» **Your goal**: Search the material below for the word "move". Copy every line that has it.

=== Begin Enclosure ===

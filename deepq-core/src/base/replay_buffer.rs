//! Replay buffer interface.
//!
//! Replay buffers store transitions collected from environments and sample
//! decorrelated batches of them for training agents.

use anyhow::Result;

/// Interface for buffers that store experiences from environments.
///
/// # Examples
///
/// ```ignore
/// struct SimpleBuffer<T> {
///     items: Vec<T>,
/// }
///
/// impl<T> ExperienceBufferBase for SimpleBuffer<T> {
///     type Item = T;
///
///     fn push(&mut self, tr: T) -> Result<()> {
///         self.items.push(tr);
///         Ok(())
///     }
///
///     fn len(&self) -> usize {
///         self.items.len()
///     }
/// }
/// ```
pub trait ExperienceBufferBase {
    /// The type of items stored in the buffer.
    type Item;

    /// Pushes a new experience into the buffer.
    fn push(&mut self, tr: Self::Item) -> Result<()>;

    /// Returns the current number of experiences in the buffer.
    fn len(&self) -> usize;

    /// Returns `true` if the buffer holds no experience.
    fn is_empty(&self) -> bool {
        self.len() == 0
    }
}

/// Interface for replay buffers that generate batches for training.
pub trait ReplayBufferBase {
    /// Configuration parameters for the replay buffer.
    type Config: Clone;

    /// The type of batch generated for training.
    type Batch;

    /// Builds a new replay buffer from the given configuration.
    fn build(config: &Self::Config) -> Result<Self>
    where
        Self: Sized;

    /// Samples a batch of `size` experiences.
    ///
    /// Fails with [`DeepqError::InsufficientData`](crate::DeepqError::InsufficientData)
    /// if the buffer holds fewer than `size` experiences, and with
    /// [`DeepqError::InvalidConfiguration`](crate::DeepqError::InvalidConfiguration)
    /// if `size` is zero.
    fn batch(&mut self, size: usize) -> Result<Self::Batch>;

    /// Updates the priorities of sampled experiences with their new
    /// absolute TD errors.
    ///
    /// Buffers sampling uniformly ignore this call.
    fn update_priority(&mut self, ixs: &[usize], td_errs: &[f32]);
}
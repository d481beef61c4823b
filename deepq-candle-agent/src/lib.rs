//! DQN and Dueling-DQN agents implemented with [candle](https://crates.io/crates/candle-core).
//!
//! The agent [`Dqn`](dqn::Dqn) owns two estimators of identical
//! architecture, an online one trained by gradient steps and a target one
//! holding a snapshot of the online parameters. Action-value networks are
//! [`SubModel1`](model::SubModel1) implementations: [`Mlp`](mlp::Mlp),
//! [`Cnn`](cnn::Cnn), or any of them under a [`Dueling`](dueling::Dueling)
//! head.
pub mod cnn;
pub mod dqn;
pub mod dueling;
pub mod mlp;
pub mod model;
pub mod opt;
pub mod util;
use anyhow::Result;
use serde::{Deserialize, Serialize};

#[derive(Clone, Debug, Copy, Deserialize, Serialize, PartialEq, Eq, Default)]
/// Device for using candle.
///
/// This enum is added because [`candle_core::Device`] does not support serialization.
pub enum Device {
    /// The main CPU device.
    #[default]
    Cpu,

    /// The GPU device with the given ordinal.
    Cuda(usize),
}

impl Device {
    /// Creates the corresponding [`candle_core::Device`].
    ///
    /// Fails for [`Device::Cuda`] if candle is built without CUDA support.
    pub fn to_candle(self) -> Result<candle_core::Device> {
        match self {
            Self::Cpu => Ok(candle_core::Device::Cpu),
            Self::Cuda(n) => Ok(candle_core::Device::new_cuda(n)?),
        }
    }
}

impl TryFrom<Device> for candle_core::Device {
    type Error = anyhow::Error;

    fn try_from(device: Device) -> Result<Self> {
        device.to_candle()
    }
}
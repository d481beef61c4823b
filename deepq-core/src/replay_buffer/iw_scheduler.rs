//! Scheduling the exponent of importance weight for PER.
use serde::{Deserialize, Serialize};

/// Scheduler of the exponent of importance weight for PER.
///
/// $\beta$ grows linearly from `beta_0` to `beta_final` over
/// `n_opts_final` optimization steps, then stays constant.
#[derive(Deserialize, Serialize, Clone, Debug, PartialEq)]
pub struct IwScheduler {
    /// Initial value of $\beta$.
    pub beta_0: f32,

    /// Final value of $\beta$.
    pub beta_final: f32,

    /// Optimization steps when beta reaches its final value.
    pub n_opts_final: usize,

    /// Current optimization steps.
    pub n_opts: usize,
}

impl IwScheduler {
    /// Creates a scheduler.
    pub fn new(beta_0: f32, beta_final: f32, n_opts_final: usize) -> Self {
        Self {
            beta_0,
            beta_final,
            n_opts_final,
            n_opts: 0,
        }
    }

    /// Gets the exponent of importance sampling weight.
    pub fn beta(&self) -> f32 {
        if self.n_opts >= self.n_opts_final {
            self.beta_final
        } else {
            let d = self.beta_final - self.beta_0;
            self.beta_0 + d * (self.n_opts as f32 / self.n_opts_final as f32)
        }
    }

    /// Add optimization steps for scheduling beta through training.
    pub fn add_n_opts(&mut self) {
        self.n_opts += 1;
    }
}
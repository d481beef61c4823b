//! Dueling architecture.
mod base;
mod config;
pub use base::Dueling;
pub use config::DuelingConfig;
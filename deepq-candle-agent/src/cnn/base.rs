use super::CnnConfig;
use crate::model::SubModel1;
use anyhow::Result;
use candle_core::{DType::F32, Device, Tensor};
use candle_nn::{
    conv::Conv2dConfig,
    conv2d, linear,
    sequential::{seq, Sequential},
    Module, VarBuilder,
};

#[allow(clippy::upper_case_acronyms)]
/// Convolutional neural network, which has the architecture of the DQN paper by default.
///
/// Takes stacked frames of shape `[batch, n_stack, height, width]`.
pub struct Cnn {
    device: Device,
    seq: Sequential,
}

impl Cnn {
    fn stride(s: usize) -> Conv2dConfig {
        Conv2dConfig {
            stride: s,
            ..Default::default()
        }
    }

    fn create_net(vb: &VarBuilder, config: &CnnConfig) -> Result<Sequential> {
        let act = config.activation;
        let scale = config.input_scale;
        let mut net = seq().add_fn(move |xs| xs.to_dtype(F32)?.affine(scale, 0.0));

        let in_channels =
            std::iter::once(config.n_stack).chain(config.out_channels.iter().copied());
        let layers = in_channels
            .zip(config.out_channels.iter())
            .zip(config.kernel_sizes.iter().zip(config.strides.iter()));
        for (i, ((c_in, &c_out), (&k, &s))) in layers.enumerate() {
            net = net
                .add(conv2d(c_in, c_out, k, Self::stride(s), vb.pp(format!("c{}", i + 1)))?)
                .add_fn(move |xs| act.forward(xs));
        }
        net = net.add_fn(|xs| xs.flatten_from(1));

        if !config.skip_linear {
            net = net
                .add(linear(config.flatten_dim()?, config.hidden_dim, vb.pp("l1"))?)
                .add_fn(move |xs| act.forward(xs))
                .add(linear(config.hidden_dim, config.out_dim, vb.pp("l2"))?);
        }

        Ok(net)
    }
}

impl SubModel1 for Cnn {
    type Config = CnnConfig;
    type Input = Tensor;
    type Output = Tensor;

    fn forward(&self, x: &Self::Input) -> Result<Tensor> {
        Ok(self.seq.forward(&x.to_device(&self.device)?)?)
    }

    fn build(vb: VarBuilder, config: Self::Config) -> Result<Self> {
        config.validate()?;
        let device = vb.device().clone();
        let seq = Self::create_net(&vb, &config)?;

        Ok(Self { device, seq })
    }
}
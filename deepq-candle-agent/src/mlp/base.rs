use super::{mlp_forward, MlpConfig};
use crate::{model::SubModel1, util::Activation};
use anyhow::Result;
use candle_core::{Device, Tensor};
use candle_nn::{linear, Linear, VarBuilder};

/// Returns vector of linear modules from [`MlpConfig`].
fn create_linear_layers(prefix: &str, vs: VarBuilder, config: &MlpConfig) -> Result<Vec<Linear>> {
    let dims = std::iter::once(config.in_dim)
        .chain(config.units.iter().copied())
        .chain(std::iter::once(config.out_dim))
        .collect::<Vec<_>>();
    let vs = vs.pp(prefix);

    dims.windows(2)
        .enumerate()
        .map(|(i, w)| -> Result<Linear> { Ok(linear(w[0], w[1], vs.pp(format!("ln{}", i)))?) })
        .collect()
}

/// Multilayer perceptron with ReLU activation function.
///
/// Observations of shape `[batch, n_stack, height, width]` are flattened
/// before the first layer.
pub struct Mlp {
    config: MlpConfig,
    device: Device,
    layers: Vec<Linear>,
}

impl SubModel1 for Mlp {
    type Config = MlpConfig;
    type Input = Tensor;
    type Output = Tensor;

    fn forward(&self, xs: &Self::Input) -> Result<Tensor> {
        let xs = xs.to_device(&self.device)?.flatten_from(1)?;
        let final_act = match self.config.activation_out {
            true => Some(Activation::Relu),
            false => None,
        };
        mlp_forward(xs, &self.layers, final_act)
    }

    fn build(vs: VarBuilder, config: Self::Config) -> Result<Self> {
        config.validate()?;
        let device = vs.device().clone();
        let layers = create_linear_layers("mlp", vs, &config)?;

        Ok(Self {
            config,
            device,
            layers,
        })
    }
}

=== End Enclosure ===

» **Task solution**:
        let mut net = seq().add_fn(move |xs| xs.to_dtype(F32)?.affine(scale, 0.0));
                .add_fn(move |xs| act.forward(xs));
                .add_fn(move |xs| act.forward(xs))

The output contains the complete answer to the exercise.